Stored data
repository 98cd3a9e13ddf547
use serde::Deserialize;
use utoipa::ToSchema;

#[derive(Debug, Deserialize, ToSchema)]
pub struct Pagination {
    pub page: Option<i64>,
    pub per_page: Option<i64>,
}

impl Pagination {
    pub fn normalize(&self) -> (i64, i64, i64) {
        let page = self.page.unwrap_or(1).max(1);
        let per_page = self.per_page.unwrap_or(20).clamp(1, 100);
        let offset = (page - 1) * per_page;
        (page, per_page, offset)
    }
}

#[derive(Debug, Deserialize, ToSchema)]
#[serde(rename_all = "snake_case")]
pub enum SortOrder {
    Asc,
    Desc,
}

#[derive(Debug, Deserialize, ToSchema)]
#[serde(rename_all = "snake_case")]
pub enum ProductSortBy {
    CreatedAt,
    Price,
    Name,
}

#[derive(Debug, Deserialize, ToSchema)]
pub struct ProductQuery {
    #[serde(flatten)]
    pub pagination: Pagination,
    pub q: Option<String>,
    pub min_price: Option<i64>,
    pub max_price: Option<i64>,
    pub sort_by: Option<ProductSortBy>,
    pub sort_order: Option<SortOrder>,
}
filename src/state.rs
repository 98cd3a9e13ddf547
use crate::db::{DbPool, OrmConn};

#[derive(Clone)]
pub struct AppState {
    pub pool: DbPool,
    pub orm: OrmConn,
}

## Action item
Could you write out all the entries exactly as given?

## Output below
repository 98cd3a9e13ddf547
use serde::Deserialize;
use utoipa::ToSchema;

#[derive(Debug, Deserialize, ToSchema)]
pub struct Pagination {
    pub page: Option<i64>,
    pub per_page: Option<i64>,
}

impl Pagination {
    pub fn normalize(&self) -> (i64, i64, i64) {
        let page = self.page.unwrap_or(1).max(1);
        let per_page = self.per_page.unwrap_or(20).clamp(1, 100);
        let offset = (page - 1) * per_page;
        (page, per_page, offset)
    }
}

#[derive(Debug, Deserialize, ToSchema)]
#[serde(rename_all = "snake_case")]
pub enum SortOrder {
    Asc,
    Desc,
}

#[derive(Debug, Deserialize, ToSchema)]
#[serde(rename_all = "snake_case")]
pub enum ProductSortBy {
    CreatedAt,
    Price,
    Name,
}

#[derive(Debug, Deserialize, ToSchema)]
pub struct ProductQuery {
    #[serde(flatten)]
    pub pagination: Pagination,
    pub q: Option<String>,
    pub min_price: Option<i64>,
    pub max_price: Option<i64>,
    pub sort_by: Option<ProductSortBy>,
    pub sort_order: Option<SortOrder>,
}
filename src/state.rs
repository 98cd3a9e13ddf547
use crate::db::{DbPool, OrmConn};

#[derive(Clone)]
pub struct AppState {
    pub pool: DbPool,
    pub orm: OrmConn,
}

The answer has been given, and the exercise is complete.